──────── Source material ────────
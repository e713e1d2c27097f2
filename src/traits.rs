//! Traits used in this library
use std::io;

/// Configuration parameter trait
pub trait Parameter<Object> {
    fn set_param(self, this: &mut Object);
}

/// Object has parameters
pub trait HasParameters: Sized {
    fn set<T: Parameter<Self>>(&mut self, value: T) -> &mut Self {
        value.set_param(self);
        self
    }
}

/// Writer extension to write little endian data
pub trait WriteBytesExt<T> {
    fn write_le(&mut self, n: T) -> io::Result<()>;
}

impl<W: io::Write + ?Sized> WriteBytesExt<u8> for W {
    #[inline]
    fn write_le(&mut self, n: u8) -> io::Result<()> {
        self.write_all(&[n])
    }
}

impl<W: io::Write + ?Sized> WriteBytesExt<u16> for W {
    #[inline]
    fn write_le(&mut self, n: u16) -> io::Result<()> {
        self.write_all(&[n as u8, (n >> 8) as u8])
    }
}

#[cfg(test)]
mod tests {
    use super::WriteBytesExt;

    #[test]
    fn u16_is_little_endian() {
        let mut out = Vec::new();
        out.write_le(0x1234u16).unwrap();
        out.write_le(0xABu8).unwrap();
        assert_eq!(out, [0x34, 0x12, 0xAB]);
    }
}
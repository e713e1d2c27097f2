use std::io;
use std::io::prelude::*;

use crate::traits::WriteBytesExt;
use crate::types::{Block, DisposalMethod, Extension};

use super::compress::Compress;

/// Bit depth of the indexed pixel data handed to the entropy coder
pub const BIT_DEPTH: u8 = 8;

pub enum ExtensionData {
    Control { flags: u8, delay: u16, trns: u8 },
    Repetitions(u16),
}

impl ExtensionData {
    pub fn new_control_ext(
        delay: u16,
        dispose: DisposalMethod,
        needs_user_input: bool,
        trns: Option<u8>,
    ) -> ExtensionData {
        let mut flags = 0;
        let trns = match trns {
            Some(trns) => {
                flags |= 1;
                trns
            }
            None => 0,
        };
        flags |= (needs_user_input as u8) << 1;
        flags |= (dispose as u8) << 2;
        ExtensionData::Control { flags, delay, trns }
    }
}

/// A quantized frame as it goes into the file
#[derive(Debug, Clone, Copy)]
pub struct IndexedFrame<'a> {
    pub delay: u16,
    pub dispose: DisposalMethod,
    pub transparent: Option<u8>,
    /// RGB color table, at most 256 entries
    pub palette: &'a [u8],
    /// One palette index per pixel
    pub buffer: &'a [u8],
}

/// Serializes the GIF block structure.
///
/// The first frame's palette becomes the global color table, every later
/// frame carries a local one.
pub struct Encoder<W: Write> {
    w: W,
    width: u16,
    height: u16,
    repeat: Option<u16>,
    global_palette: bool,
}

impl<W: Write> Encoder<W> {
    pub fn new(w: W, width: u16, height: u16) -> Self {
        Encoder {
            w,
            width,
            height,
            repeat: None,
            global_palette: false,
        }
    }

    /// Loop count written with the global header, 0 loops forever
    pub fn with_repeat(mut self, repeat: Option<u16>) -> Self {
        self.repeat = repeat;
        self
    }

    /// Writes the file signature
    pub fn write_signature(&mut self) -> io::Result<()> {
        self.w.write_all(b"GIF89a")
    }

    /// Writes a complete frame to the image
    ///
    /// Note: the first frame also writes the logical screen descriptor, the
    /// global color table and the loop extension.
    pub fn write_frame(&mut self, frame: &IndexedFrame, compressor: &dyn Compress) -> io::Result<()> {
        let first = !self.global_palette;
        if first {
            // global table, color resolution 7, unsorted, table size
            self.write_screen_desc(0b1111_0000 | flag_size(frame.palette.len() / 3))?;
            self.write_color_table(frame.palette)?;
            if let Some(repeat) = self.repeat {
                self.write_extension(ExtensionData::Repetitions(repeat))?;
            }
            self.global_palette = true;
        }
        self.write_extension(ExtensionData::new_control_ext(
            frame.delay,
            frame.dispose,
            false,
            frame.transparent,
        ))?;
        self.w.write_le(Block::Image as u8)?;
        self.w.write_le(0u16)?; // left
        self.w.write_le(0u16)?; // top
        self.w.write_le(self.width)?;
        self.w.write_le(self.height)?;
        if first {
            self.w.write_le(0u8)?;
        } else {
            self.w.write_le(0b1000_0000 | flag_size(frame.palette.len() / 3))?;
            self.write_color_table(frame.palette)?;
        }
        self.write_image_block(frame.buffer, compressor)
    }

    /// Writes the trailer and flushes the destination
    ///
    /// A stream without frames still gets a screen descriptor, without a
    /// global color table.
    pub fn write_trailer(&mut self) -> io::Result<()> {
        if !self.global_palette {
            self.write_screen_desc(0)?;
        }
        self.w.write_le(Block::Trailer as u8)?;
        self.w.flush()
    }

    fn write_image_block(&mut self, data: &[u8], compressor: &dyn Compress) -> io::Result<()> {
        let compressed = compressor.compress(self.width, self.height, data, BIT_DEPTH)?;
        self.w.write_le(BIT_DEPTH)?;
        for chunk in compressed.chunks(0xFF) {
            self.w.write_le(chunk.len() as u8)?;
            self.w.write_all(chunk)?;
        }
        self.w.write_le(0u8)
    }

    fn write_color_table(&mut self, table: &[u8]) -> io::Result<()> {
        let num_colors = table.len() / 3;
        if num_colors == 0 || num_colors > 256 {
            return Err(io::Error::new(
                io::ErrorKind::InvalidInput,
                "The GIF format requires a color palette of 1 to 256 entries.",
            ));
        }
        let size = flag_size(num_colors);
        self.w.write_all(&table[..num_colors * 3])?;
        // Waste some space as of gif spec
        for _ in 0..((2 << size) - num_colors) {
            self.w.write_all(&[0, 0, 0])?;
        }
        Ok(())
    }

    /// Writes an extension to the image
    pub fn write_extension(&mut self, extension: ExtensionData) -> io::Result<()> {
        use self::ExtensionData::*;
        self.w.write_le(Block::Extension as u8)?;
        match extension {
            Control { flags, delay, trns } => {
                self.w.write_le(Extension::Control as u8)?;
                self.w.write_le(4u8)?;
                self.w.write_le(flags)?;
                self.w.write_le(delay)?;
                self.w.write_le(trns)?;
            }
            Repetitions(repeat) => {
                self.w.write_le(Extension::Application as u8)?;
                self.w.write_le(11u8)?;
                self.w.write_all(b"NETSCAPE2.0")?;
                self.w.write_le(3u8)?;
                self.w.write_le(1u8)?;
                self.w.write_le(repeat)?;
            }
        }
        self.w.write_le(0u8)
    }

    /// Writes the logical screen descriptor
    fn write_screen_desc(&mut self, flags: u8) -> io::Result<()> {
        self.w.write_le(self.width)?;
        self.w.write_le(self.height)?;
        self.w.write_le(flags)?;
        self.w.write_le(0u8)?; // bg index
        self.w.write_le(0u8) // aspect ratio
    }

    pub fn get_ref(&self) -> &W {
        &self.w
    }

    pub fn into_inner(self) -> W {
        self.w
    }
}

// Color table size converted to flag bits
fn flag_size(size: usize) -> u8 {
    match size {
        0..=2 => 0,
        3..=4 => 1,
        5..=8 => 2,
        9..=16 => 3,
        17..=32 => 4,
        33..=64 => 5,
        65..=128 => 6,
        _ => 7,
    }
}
────────
:: Your assignment ::
Reproduce the lines above. Leave each one as it is.

:: Exercise result ::
repository e713e1d2c27097f2
filename src/traits.rs
//! Traits used in this library
use std::io;

/// Configuration parameter trait
pub trait Parameter<Object> {
    fn set_param(self, this: &mut Object);
}

/// Object has parameters
pub trait HasParameters: Sized {
    fn set<T: Parameter<Self>>(&mut self, value: T) -> &mut Self {
        value.set_param(self);
        self
    }
}

/// Writer extension to write little endian data
pub trait WriteBytesExt<T> {
    fn write_le(&mut self, n: T) -> io::Result<()>;
}

impl<W: io::Write + ?Sized> WriteBytesExt<u8> for W {
    #[inline]
    fn write_le(&mut self, n: u8) -> io::Result<()> {
        self.write_all(&[n])
    }
}

impl<W: io::Write + ?Sized> WriteBytesExt<u16> for W {
    #[inline]
    fn write_le(&mut self, n: u16) -> io::Result<()> {
        self.write_all(&[n as u8, (n >> 8) as u8])
    }
}

#[cfg(test)]
mod tests {
    use super::WriteBytesExt;

    #[test]
    fn u16_is_little_endian() {
        let mut out = Vec::new();
        out.write_le(0x1234u16).unwrap();
        out.write_le(0xABu8).unwrap();
        assert_eq!(out, [0x34, 0x12, 0xAB]);
    }
}
repository e713e1d2c27097f2
use std::io;
use std::io::prelude::*;

use crate::traits::WriteBytesExt;
use crate::types::{Block, DisposalMethod, Extension};

use super::compress::Compress;

/// Bit depth of the indexed pixel data handed to the entropy coder
pub const BIT_DEPTH: u8 = 8;

pub enum ExtensionData {
    Control { flags: u8, delay: u16, trns: u8 },
    Repetitions(u16),
}

impl ExtensionData {
    pub fn new_control_ext(
        delay: u16,
        dispose: DisposalMethod,
        needs_user_input: bool,
        trns: Option<u8>,
    ) -> ExtensionData {
        let mut flags = 0;
        let trns = match trns {
            Some(trns) => {
                flags |= 1;
                trns
            }
            None => 0,
        };
        flags |= (needs_user_input as u8) << 1;
        flags |= (dispose as u8) << 2;
        ExtensionData::Control { flags, delay, trns }
    }
}

/// A quantized frame as it goes into the file
#[derive(Debug, Clone, Copy)]
pub struct IndexedFrame<'a> {
    pub delay: u16,
    pub dispose: DisposalMethod,
    pub transparent: Option<u8>,
    /// RGB color table, at most 256 entries
    pub palette: &'a [u8],
    /// One palette index per pixel
    pub buffer: &'a [u8],
}

/// Serializes the GIF block structure.
///
/// The first frame's palette becomes the global color table, every later
/// frame carries a local one.
pub struct Encoder<W: Write> {
    w: W,
    width: u16,
    height: u16,
    repeat: Option<u16>,
    global_palette: bool,
}

impl<W: Write> Encoder<W> {
    pub fn new(w: W, width: u16, height: u16) -> Self {
        Encoder {
            w,
            width,
            height,
            repeat: None,
            global_palette: false,
        }
    }

    /// Loop count written with the global header, 0 loops forever
    pub fn with_repeat(mut self, repeat: Option<u16>) -> Self {
        self.repeat = repeat;
        self
    }

    /// Writes the file signature
    pub fn write_signature(&mut self) -> io::Result<()> {
        self.w.write_all(b"GIF89a")
    }

    /// Writes a complete frame to the image
    ///
    /// Note: the first frame also writes the logical screen descriptor, the
    /// global color table and the loop extension.
    pub fn write_frame(&mut self, frame: &IndexedFrame, compressor: &dyn Compress) -> io::Result<()> {
        let first = !self.global_palette;
        if first {
            // global table, color resolution 7, unsorted, table size
            self.write_screen_desc(0b1111_0000 | flag_size(frame.palette.len() / 3))?;
            self.write_color_table(frame.palette)?;
            if let Some(repeat) = self.repeat {
                self.write_extension(ExtensionData::Repetitions(repeat))?;
            }
            self.global_palette = true;
        }
        self.write_extension(ExtensionData::new_control_ext(
            frame.delay,
            frame.dispose,
            false,
            frame.transparent,
        ))?;
        self.w.write_le(Block::Image as u8)?;
        self.w.write_le(0u16)?; // left
        self.w.write_le(0u16)?; // top
        self.w.write_le(self.width)?;
        self.w.write_le(self.height)?;
        if first {
            self.w.write_le(0u8)?;
        } else {
            self.w.write_le(0b1000_0000 | flag_size(frame.palette.len() / 3))?;
            self.write_color_table(frame.palette)?;
        }
        self.write_image_block(frame.buffer, compressor)
    }

    /// Writes the trailer and flushes the destination
    ///
    /// A stream without frames still gets a screen descriptor, without a
    /// global color table.
    pub fn write_trailer(&mut self) -> io::Result<()> {
        if !self.global_palette {
            self.write_screen_desc(0)?;
        }
        self.w.write_le(Block::Trailer as u8)?;
        self.w.flush()
    }

    fn write_image_block(&mut self, data: &[u8], compressor: &dyn Compress) -> io::Result<()> {
        let compressed = compressor.compress(self.width, self.height, data, BIT_DEPTH)?;
        self.w.write_le(BIT_DEPTH)?;
        for chunk in compressed.chunks(0xFF) {
            self.w.write_le(chunk.len() as u8)?;
            self.w.write_all(chunk)?;
        }
        self.w.write_le(0u8)
    }

    fn write_color_table(&mut self, table: &[u8]) -> io::Result<()> {
        let num_colors = table.len() / 3;
        if num_colors == 0 || num_colors > 256 {
            return Err(io::Error::new(
                io::ErrorKind::InvalidInput,
                "The GIF format requires a color palette of 1 to 256 entries.",
            ));
        }
        let size = flag_size(num_colors);
        self.w.write_all(&table[..num_colors * 3])?;
        // Waste some space as of gif spec
        for _ in 0..((2 << size) - num_colors) {
            self.w.write_all(&[0, 0, 0])?;
        }
        Ok(())
    }

    /// Writes an extension to the image
    pub fn write_extension(&mut self, extension: ExtensionData) -> io::Result<()> {
        use self::ExtensionData::*;
        self.w.write_le(Block::Extension as u8)?;
        match extension {
            Control { flags, delay, trns } => {
                self.w.write_le(Extension::Control as u8)?;
                self.w.write_le(4u8)?;
                self.w.write_le(flags)?;
                self.w.write_le(delay)?;
                self.w.write_le(trns)?;
            }
            Repetitions(repeat) => {
                self.w.write_le(Extension::Application as u8)?;
                self.w.write_le(11u8)?;
                self.w.write_all(b"NETSCAPE2.0")?;
                self.w.write_le(3u8)?;
                self.w.write_le(1u8)?;
                self.w.write_le(repeat)?;
            }
        }
        self.w.write_le(0u8)
    }

    /// Writes the logical screen descriptor
    fn write_screen_desc(&mut self, flags: u8) -> io::Result<()> {
        self.w.write_le(self.width)?;
        self.w.write_le(self.height)?;
        self.w.write_le(flags)?;
        self.w.write_le(0u8)?; // bg index
        self.w.write_le(0u8) // aspect ratio
    }

    pub fn get_ref(&self) -> &W {
        &self.w
    }

    pub fn into_inner(self) -> W {
        self.w
    }
}

// Color table size converted to flag bits
fn flag_size(size: usize) -> u8 {
    match size {
        0..=2 => 0,
        3..=4 => 1,
        5..=8 => 2,
        9..=16 => 3,
        17..=32 => 4,
        33..=64 => 5,
        65..=128 => 6,
        _ => 7,
    }
}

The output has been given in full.